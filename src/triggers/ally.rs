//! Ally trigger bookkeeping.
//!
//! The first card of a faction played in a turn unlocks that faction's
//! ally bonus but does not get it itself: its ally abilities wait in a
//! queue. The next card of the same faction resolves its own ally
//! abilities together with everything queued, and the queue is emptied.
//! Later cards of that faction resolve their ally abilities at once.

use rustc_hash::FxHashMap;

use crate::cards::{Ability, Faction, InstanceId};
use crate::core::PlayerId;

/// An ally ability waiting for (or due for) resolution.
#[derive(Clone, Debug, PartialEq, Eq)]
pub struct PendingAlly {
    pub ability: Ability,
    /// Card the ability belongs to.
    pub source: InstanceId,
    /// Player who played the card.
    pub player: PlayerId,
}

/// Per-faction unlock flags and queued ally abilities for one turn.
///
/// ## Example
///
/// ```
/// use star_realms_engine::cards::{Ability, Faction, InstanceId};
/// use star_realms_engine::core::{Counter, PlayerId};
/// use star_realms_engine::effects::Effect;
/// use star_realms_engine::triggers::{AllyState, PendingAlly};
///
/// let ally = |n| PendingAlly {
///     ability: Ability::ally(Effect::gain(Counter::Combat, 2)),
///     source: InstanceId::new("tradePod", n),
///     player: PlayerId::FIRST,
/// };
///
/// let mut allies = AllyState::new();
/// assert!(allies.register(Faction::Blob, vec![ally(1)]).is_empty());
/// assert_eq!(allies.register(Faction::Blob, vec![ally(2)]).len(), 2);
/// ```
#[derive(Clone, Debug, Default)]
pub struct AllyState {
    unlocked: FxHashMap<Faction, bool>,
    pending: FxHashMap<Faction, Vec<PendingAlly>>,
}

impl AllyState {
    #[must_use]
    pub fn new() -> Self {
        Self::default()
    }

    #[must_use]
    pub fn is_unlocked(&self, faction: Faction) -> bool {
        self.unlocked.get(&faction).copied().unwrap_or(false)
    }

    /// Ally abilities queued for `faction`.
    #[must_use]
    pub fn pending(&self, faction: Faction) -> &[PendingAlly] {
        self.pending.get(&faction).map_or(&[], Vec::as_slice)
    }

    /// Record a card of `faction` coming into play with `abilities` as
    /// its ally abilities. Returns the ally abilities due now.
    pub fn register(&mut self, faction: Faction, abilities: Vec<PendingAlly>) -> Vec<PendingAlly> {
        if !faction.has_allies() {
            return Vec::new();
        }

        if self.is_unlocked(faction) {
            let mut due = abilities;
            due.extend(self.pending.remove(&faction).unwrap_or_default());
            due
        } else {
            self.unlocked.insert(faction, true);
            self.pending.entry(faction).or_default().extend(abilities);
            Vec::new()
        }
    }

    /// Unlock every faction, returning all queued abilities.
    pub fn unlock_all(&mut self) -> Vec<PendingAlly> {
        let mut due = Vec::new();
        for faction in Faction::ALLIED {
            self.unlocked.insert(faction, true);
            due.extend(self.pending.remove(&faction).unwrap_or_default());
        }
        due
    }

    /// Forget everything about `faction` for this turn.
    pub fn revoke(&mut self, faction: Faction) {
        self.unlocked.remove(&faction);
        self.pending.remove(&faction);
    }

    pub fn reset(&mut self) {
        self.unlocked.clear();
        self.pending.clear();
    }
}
...
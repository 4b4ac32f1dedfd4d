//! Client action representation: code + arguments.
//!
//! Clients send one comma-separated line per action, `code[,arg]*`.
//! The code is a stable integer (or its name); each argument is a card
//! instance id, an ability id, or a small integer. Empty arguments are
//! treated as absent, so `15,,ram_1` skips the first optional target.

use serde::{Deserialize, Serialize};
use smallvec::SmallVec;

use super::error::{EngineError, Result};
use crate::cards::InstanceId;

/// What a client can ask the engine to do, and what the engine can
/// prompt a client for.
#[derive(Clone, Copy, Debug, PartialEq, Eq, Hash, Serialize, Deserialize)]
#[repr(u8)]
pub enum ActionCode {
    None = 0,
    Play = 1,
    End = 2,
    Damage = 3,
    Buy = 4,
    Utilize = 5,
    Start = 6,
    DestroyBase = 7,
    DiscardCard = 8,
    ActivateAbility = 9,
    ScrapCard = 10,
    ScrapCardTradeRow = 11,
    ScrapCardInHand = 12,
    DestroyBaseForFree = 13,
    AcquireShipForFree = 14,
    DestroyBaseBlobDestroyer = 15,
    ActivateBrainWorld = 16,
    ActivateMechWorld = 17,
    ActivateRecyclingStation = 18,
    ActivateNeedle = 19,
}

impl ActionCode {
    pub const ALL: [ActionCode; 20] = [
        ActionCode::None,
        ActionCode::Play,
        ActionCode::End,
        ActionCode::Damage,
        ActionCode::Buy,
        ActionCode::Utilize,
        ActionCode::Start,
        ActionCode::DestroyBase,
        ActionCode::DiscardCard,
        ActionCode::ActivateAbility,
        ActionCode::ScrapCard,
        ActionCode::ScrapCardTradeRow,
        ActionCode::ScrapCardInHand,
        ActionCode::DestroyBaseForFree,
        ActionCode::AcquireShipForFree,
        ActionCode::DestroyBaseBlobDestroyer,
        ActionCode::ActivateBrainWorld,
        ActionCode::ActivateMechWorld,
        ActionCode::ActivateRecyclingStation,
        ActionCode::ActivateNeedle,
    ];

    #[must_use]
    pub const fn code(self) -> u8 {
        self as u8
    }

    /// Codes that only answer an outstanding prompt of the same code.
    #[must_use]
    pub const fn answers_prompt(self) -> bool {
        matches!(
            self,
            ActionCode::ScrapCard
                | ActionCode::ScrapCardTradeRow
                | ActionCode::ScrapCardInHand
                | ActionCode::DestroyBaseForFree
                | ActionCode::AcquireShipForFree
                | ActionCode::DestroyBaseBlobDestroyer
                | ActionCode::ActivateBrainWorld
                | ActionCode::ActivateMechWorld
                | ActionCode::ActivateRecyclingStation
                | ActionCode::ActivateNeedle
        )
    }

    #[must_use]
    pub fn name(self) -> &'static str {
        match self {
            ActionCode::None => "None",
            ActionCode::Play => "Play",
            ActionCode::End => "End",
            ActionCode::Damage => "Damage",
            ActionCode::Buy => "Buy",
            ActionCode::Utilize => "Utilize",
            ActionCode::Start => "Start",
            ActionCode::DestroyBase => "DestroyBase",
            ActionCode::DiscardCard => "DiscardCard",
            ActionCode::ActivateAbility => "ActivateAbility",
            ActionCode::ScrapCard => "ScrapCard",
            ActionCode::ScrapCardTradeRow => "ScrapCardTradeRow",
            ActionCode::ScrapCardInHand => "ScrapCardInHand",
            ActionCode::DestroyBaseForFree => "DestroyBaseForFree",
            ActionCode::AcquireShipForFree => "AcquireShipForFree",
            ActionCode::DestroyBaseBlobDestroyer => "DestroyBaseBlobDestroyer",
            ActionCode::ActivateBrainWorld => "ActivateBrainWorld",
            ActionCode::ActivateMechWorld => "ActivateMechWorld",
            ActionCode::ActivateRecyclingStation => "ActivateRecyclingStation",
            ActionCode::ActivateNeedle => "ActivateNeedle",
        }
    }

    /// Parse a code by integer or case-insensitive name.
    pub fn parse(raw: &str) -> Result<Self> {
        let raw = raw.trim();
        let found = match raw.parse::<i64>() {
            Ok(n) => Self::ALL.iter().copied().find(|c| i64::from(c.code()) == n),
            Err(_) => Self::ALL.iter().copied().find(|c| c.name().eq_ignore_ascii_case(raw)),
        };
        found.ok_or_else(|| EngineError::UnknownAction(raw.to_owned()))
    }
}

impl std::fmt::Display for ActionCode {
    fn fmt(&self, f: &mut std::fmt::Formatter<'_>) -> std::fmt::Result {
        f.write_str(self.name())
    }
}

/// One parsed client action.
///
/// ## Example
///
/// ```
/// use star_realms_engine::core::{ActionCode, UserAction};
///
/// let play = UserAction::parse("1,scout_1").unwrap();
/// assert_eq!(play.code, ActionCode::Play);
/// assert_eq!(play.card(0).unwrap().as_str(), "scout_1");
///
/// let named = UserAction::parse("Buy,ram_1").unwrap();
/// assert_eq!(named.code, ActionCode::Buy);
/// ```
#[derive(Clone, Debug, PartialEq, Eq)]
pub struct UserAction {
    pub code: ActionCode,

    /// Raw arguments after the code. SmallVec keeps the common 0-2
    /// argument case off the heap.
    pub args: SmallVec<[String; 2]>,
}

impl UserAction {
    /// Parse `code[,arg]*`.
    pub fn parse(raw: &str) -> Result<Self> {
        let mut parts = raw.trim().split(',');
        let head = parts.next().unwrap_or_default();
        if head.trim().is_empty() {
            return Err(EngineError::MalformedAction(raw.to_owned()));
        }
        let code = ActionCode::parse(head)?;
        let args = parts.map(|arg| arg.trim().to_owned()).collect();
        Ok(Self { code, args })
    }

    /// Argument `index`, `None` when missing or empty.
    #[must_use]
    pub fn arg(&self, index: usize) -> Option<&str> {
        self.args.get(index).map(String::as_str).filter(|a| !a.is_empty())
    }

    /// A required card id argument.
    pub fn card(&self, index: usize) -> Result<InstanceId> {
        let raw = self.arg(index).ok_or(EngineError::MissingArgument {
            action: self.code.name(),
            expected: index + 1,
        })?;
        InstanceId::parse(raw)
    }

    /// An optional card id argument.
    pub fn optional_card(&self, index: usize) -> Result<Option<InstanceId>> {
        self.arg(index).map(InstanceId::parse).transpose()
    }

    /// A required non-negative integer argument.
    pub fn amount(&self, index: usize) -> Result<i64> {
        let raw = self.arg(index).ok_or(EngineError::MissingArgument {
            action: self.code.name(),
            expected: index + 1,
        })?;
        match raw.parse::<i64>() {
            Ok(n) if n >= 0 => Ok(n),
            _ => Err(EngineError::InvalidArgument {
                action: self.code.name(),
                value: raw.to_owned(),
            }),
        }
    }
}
==
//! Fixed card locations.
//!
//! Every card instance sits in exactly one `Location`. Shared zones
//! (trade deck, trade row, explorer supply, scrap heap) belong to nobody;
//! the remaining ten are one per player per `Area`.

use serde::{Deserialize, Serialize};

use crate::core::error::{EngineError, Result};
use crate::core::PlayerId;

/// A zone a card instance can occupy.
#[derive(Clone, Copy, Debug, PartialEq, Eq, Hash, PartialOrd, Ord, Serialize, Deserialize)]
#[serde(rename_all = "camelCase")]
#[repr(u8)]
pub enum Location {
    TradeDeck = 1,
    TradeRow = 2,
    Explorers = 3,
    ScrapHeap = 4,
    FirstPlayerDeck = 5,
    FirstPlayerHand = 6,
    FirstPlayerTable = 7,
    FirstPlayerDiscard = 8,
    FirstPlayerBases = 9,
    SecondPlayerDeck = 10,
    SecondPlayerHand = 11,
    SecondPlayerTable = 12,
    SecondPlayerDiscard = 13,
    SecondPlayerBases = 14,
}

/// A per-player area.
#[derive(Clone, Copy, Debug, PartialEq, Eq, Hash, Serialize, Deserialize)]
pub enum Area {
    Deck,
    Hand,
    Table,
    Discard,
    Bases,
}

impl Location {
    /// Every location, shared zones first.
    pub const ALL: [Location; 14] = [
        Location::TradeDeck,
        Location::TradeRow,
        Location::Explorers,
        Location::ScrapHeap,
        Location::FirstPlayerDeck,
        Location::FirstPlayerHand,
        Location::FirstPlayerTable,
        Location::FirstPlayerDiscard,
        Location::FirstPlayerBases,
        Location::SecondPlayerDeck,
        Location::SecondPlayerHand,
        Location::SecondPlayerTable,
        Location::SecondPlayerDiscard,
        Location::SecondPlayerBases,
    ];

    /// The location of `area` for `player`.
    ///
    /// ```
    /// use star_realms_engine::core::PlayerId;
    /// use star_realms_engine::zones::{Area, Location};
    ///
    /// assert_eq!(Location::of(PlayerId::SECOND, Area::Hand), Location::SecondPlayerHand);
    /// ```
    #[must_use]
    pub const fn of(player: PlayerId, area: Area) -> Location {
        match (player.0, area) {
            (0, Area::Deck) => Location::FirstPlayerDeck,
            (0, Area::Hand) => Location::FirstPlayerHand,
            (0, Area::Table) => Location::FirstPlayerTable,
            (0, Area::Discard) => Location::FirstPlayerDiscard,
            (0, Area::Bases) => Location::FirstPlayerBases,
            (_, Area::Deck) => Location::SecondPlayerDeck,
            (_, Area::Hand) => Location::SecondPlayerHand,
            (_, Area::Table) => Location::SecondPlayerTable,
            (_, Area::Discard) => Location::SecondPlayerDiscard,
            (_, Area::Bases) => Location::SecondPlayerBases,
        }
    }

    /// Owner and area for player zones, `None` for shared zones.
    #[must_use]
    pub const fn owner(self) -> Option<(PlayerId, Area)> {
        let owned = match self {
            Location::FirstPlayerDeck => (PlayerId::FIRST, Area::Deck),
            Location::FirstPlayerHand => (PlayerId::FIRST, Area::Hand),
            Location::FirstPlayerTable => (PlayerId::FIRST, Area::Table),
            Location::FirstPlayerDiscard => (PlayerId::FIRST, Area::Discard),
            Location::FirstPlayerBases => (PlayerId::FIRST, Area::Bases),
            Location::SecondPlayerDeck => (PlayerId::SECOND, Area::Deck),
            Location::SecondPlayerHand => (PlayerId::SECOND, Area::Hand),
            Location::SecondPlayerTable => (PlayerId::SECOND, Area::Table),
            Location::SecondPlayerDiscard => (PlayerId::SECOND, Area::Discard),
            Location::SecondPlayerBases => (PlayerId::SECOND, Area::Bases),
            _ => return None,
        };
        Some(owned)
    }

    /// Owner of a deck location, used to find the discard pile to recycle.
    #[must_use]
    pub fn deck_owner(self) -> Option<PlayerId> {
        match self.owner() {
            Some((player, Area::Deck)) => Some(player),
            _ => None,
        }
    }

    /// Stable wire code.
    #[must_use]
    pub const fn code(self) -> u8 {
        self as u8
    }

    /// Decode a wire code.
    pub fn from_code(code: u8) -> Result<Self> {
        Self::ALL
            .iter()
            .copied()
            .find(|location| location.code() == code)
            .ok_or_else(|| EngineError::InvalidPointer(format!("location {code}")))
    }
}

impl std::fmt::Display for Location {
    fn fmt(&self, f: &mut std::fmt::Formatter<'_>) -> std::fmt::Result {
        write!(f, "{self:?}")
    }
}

What is needed:
Report the lines above that have the word "DiscardCard" in them.

Expected answer:
    DiscardCard = 8,
        ActionCode::DiscardCard,
            ActionCode::DiscardCard => "DiscardCard",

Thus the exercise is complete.